Pelo exposto podemos entender que o “Orelhão” é nossa consciência e as “fichas” são os ensinamentos, as experiências, os conselhos e as orientações que recebemos ao longo da vida. Nos momentos precisos elas servem para “desconfiar de si”, “se mancar”, “se acordar”... São como chaves que abrem as portas do nosso entendimento para enxergarmos situações que normalmente não enxergamos.

Bem, o motivo de toda essa prosa é examinar nossas atitudes, que muitas vezes parecem um desses orelhões antigos. É de estarrecer a capacidade de alguns cidadãos, em determinados momentos da vida, em praticar suas vontades, usarem da sua liberdade e pensarem que tudo é do jeito que eles enxergam e tudo gira em torno deles.
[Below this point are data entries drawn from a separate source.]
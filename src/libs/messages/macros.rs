//! Message display macros with debug-aware routing.
//!
//! Every macro takes a [`Message`](super::Message) (or anything `Display`)
//! and sends it to one of two places:
//!
//! - **Debug mode** (`INVENTA_DEBUG` or `RUST_LOG` set): the matching
//!   `tracing` event, picked up by the subscriber `main` installs.
//! - **Normal mode**: plain `println!`/`eprintln!` with an emoji prefix.
//!
//! `msg_debug!` is silent outside debug mode. `msg_error_anyhow!` and
//! `msg_bail_anyhow!` build `anyhow` errors from messages.
//!
//! ```rust
//! use inventa::{msg_info, msg_success};
//! use inventa::libs::messages::Message;
//!
//! msg_success!(Message::ConfigSaved);
//! msg_info!(Message::ProductsEmpty, true);
//! ```

use std::sync::OnceLock;

static DEBUG_MODE: OnceLock<bool> = OnceLock::new();

/// Whether debug routing is active. Read once, then cached for the process.
#[doc(hidden)]
pub fn is_debug_mode() -> bool {
    *DEBUG_MODE.get_or_init(|| std::env::var("INVENTA_DEBUG").is_ok() || std::env::var("RUST_LOG").is_ok())
}

/// Prints a message without a prefix.
#[macro_export]
macro_rules! msg_print {
    ($msg:expr) => {
        if $crate::libs::messages::macros::is_debug_mode() {
            tracing::info!("{}", $msg);
        } else {
            println!("{}", $msg);
        }
    };
    ($msg:expr, true) => {
        if $crate::libs::messages::macros::is_debug_mode() {
            tracing::info!("\n{}\n", $msg);
        } else {
            println!("\n{}\n", $msg);
        }
    };
}

/// Prints a success message with a ✅ prefix.
#[macro_export]
macro_rules! msg_success {
    ($msg:expr) => {
        if $crate::libs::messages::macros::is_debug_mode() {
            tracing::info!("✅ {}", $msg);
        } else {
            println!("✅ {}", $msg);
        }
    };
    ($msg:expr, true) => {
        if $crate::libs::messages::macros::is_debug_mode() {
            tracing::info!("\n✅ {}\n", $msg);
        } else {
            println!("\n✅ {}\n", $msg);
        }
    };
}

/// Prints an error message with a ❌ prefix, on stderr in normal mode.
#[macro_export]
macro_rules! msg_error {
    ($msg:expr) => {
        if $crate::libs::messages::macros::is_debug_mode() {
            tracing::error!("❌ {}", $msg);
        } else {
            eprintln!("❌ {}", $msg);
        }
    };
    ($msg:expr, true) => {
        if $crate::libs::messages::macros::is_debug_mode() {
            tracing::error!("\n❌ {}\n", $msg);
        } else {
            eprintln!("\n❌ {}\n", $msg);
        }
    };
}

/// Prints a warning with a ⚠️ prefix.
#[macro_export]
macro_rules! msg_warning {
    ($msg:expr) => {
        if $crate::libs::messages::macros::is_debug_mode() {
            tracing::warn!("⚠️ {}", $msg);
        } else {
            println!("⚠️ {}", $msg);
        }
    };
    ($msg:expr, true) => {
        if $crate::libs::messages::macros::is_debug_mode() {
            tracing::warn!("\n⚠️ {}\n", $msg);
        } else {
            println!("\n⚠️ {}\n", $msg);
        }
    };
}

/// Prints an informational message with an ℹ️ prefix.
#[macro_export]
macro_rules! msg_info {
    ($msg:expr) => {
        if $crate::libs::messages::macros::is_debug_mode() {
            tracing::info!("ℹ️ {}", $msg);
        } else {
            println!("ℹ️ {}", $msg);
        }
    };
    ($msg:expr, true) => {
        if $crate::libs::messages::macros::is_debug_mode() {
            tracing::info!("\nℹ️ {}\n", $msg);
        } else {
            println!("\nℹ️ {}\n", $msg);
        }
    };
}

/// Debug-only message. Produces no output outside debug mode.
#[macro_export]
macro_rules! msg_debug {
    ($msg:expr) => {
        if $crate::libs::messages::macros::is_debug_mode() {
            tracing::debug!("🔍 {}", $msg);
        }
    };
}

/// Builds an `anyhow::Error` from a message.
#[macro_export]
macro_rules! msg_error_anyhow {
    ($msg:expr) => {
        anyhow::anyhow!("❌ {}", $msg)
    };
}

/// Returns early with an `anyhow::Error` built from a message.
#[macro_export]
macro_rules! msg_bail_anyhow {
    ($msg:expr) => {
        anyhow::bail!("❌ {}", $msg)
    };
}
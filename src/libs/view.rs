use super::product::Product;
use super::task::Task;
use prettytable::{row, Table};

pub struct View {}

impl View {
    pub fn products(products: &[Product]) {
        let mut table = Table::new();

        table.add_row(row!["ID", "NAME", "PRICE", "IMAGE"]);
        for product in products {
            table.add_row(row![
                product.id.unwrap_or(0),
                product.name,
                r->format!("{:.2}", product.price),
                Self::image_label(product)
            ]);
        }
        table.printstd();
    }

    pub fn tasks(tasks: &[Task]) {
        let mut table = Table::new();

        table.add_row(row!["ID", "TASK"]);
        for task in tasks {
            table.add_row(row![task.id.unwrap_or(0), task.name]);
        }
        table.printstd();
    }

    fn image_label(product: &Product) -> String {
        if product.has_image() {
            format!("{} bytes", product.image.len())
        } else {
            "-".to_string()
        }
    }
}
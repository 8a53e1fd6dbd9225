pub mod export;
pub mod init;
pub mod product;
pub mod store;
pub mod task;

use crate::db::db::Db;
use crate::db::error::StoreError;
use crate::libs::config::Config;
use crate::libs::messages::Message;
use crate::{msg_bail_anyhow, msg_error, msg_success, msg_warning};
use anyhow::Result;
use clap::{Parser, Subcommand};
use dialoguer::{theme::ColorfulTheme, Confirm};

#[derive(Debug, Subcommand)]
enum Commands {
    #[command(about = "Configuration initialization")]
    Init,
    #[command(about = "Add, update, delete and list products")]
    Product(product::ProductArgs),
    #[command(about = "Add, rename, delete and list tasks")]
    Task(task::TaskArgs),
    #[command(about = "Inspect or reset the database")]
    Db(store::StoreArgs),
    #[command(about = "Export all records as JSON")]
    Export(export::ExportArgs),
}

#[derive(Debug, Parser)]
#[command(author, version, about, long_about = None)]
#[command(arg_required_else_help(true))]
pub struct Cli {
    #[command(subcommand)]
    command: Commands,
}

impl Cli {
    /// Parses arguments and runs the command. Store commands share one `Db`.
    pub fn menu() -> Result<()> {
        let cli = Self::parse();

        match cli.command {
            Commands::Init => init::cmd(),
            Commands::Product(args) => with_store(|db| product::cmd(db, args)),
            Commands::Task(args) => with_store(|db| task::cmd(db, args)),
            Commands::Db(args) => with_store(|db| store::cmd(db, args)),
            Commands::Export(args) => with_store(|db| export::cmd(db, args)),
        }
    }
}

/// Opens the configured store, runs `command` against it and closes it.
fn with_store(command: impl FnOnce(&mut Db) -> Result<()>) -> Result<()> {
    let config = Config::read()?;
    let mut db = Db::from_config(&config.database)?;

    let result = command(&mut db);
    finish(result, db.close())
}

/// Combines a command's outcome with the result of closing the store.
///
/// A command error always wins; a close error is only reported on its own
/// when the command itself succeeded.
pub fn finish(result: Result<()>, closed: Result<(), StoreError>) -> Result<()> {
    match (result, closed) {
        (Ok(()), Ok(())) => Ok(()),
        (Ok(()), Err(e)) => Err(e.into()),
        (Err(e), Ok(())) => Err(e),
        (Err(e), Err(close_error)) => {
            msg_error!(Message::DatabaseCloseFailed(close_error.to_string()));
            Err(e)
        }
    }
}

/// Rejects empty or whitespace-only input and returns it unchanged otherwise.
///
/// Names are matched exactly by the store, so surrounding spaces are kept.
pub fn require_name(raw: &str) -> Result<String> {
    if raw.trim().is_empty() {
        msg_bail_anyhow!(Message::EmptyName);
    }
    Ok(raw.to_string())
}

pub fn parse_id(raw: &str) -> Result<i64> {
    match raw.trim().parse::<i64>() {
        Ok(id) => Ok(id),
        Err(_) => msg_bail_anyhow!(Message::InvalidId(raw.to_string())),
    }
}

/// Prints the outcome of a keyed mutation.
///
/// A missing record is a warning (`missing`), not a failure; only storage
/// errors are returned.
pub fn report(result: Result<usize, StoreError>, success: impl FnOnce(usize) -> Message, missing: Message) -> Result<()> {
    match result {
        Ok(count) => msg_success!(success(count)),
        Err(e) if e.is_not_found() => msg_warning!(missing),
        Err(e) => return Err(e.into()),
    }
    Ok(())
}

/// Asks for confirmation unless `assume_yes` is set.
pub(crate) fn confirm(prompt: Message, assume_yes: bool) -> Result<bool> {
    if assume_yes {
        return Ok(true);
    }
    let confirmed = Confirm::with_theme(&ColorfulTheme::default())
        .with_prompt(prompt.to_string())
        .default(false)
        .interact()?;
    Ok(confirmed)
}
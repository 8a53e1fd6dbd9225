//! Persistence layer for inventa.
//!
//! One SQLite file holds two independent tables, `products` and `tasks`.
//! [`db::Db`] owns the connection and the schema version; the repositories in
//! [`products`] and [`tasks`] borrow it to run insert, update, delete and
//! list-all.
//!
//! ## Usage
//!
//! ```rust
//! use inventa::db::db::{Db, DbOptions};
//! use inventa::libs::product::Product;
//!
//! let db = Db::open_in_memory(DbOptions::default())?;
//! let id = db.products().insert(&Product::new("widget", 4.5, vec![]))?;
//! db.products().update_price("widget", 9.99)?;
//!
//! let all = db.products().get_all()?;
//! assert_eq!(all[0].id, Some(id));
//! db.close()?;
//! # Ok::<(), inventa::db::error::StoreError>(())
//! ```

/// Connection ownership, open/close lifecycle and store-wide operations.
pub mod db;

/// Typed store errors.
pub mod error;

/// Schema versioning and the upgrade policy.
pub mod migrations;

/// Product records: name, price and image.
pub mod products;

/// Task records: a single line of text.
pub mod tasks;
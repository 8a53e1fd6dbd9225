use super::error::{expect_rows, StoreError};
use crate::libs::task::Task;
use rusqlite::{params, Connection, OptionalExtension, Row};

const ENTITY: &str = "task";

const INSERT_TASK: &str = "INSERT INTO tasks (name) VALUES (?1)";
const SELECT_TASKS: &str = "SELECT id, name FROM tasks";
const WHERE_ID: &str = "WHERE id = ?1";
const ORDER_BY_ID: &str = "ORDER BY id";
const RENAME_BY_NAME: &str = "UPDATE tasks SET name = ?1 WHERE name = ?2";
const RENAME_BY_ID: &str = "UPDATE tasks SET name = ?1 WHERE id = ?2";
const DELETE_BY_NAME: &str = "DELETE FROM tasks WHERE name = ?1";
const DELETE_BY_ID: &str = "DELETE FROM tasks WHERE id = ?1";

pub struct Tasks<'a> {
    conn: &'a Connection,
}

impl<'a> Tasks<'a> {
    pub fn new(conn: &'a Connection) -> Self {
        Tasks { conn }
    }

    pub fn insert(&self, task: &Task) -> Result<i64, StoreError> {
        self.conn.execute(INSERT_TASK, params![task.name])?;

        Ok(self.conn.last_insert_rowid())
    }

    /// Replaces the text of every task named `old_name`.
    pub fn rename(&self, old_name: &str, new_name: &str) -> Result<usize, StoreError> {
        let changed = self.conn.execute(RENAME_BY_NAME, params![new_name, old_name])?;
        expect_rows(changed, ENTITY, old_name)
    }

    pub fn rename_by_id(&self, id: i64, new_name: &str) -> Result<usize, StoreError> {
        let changed = self.conn.execute(RENAME_BY_ID, params![new_name, id])?;
        expect_rows(changed, ENTITY, format!("#{}", id))
    }

    pub fn delete(&self, name: &str) -> Result<usize, StoreError> {
        let changed = self.conn.execute(DELETE_BY_NAME, params![name])?;
        expect_rows(changed, ENTITY, name)
    }

    pub fn delete_by_id(&self, id: i64) -> Result<usize, StoreError> {
        let changed = self.conn.execute(DELETE_BY_ID, params![id])?;
        expect_rows(changed, ENTITY, format!("#{}", id))
    }

    pub fn get_all(&self) -> Result<Vec<Task>, StoreError> {
        let mut stmt = self.conn.prepare(&format!("{} {}", SELECT_TASKS, ORDER_BY_ID))?;
        let tasks = stmt.query_map([], Self::from_row)?.collect::<Result<Vec<_>, _>>()?;

        Ok(tasks)
    }

    pub fn get_by_id(&self, id: i64) -> Result<Option<Task>, StoreError> {
        let task = self
            .conn
            .query_row(&format!("{} {}", SELECT_TASKS, WHERE_ID), params![id], Self::from_row)
            .optional()?;

        Ok(task)
    }

    fn from_row(row: &Row) -> rusqlite::Result<Task> {
        Ok(Task {
            id: Some(row.get(0)?),
            name: row.get::<_, Option<String>>(1)?.unwrap_or_default(),
        })
    }
}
Mesmo que muitos falem, aconselhem e mostrem que não é bem assim. É incrível que alguns indivíduos não pensem um pouco nas suas atitudes e nas consequências das mesmas, causando enorme sofrimento em seus semelhantes.

Onde estão as fichas instaladas com paciência pelos instrutores ou adquiridas com o passar do tempo?

Deu pane no aparelho? Ou foram em vão todas as experiências passadas?

Quais das categorias descritas anteriormente se enquadram? Se é que se enquadram.

Arrependeram-se?

Melhoraram de vida?

Quais os exemplos estão dando para os filhos?

Quais os sentimentos que guardam e cultivam?

Será que estávamos enganados todo o tempo?

Ou são ainda boas pessoas, que estão lutando por um mundo melhor?

São perguntas que nos vem em alguns momentos e geralmente ficam sem respostas.

Temos que rezar para não terem engolido a ficha.

Não podemos condenar ou julgar nossos irmãos, não podemos fazer isso. E mais, temos que amá-los, apesar das (in)conseqüências de suas atitudes. Afinal errar é humano. Mas, é preciso haver o reconhecimento para que a força do perdão possa circular nos coração e na vida das pessoas.

Agora, errar e continuar errando é burrice. Ajustar o aparelho e buscar as fichas para tê-las em mãos é bem mais fácil da coisa funcionar tudo direitinho como deve ser. Mais sintonia, mais harmonia e felicidade no viver.

Precisamos entender como funciona tudo isso, para nos precaver contra panes futuras, afinal das contas, todos nós estamos sujeitos a uma ou outra situação. Não devemos cobrar uns dos outros, mas precisamos saber dos amigos como anda o orelhão, se está funcionando bem, se as fichas estão caindo normalmente. Assim, cuidarmos uns dos outros para que nossa construção ao longo dos anos não seja em vão. Do mesmo modo, as palavras ditas, os ensinamentos aprendidos, a fé e a esperança em um futuro melhor.

Já vimos amigos errarem feio, mas, nem por isso deixarem de falar uns com os outros, se redimirem, pedir desculpas, querer vencer e seguir em frente. Afinal não é o erro que caracteriza a pessoa e sim a sua capacidade de reconhecer, de corrigir e de lutar por suas crenças. Isso é que mostra quem somos.

Necessitamos de uma resposta, de um alô, de uma palavra. Não precisamos de explicações e de justificativas, mas sim, sabê-los vivos e lutando e, que aprendamos sempre a lição.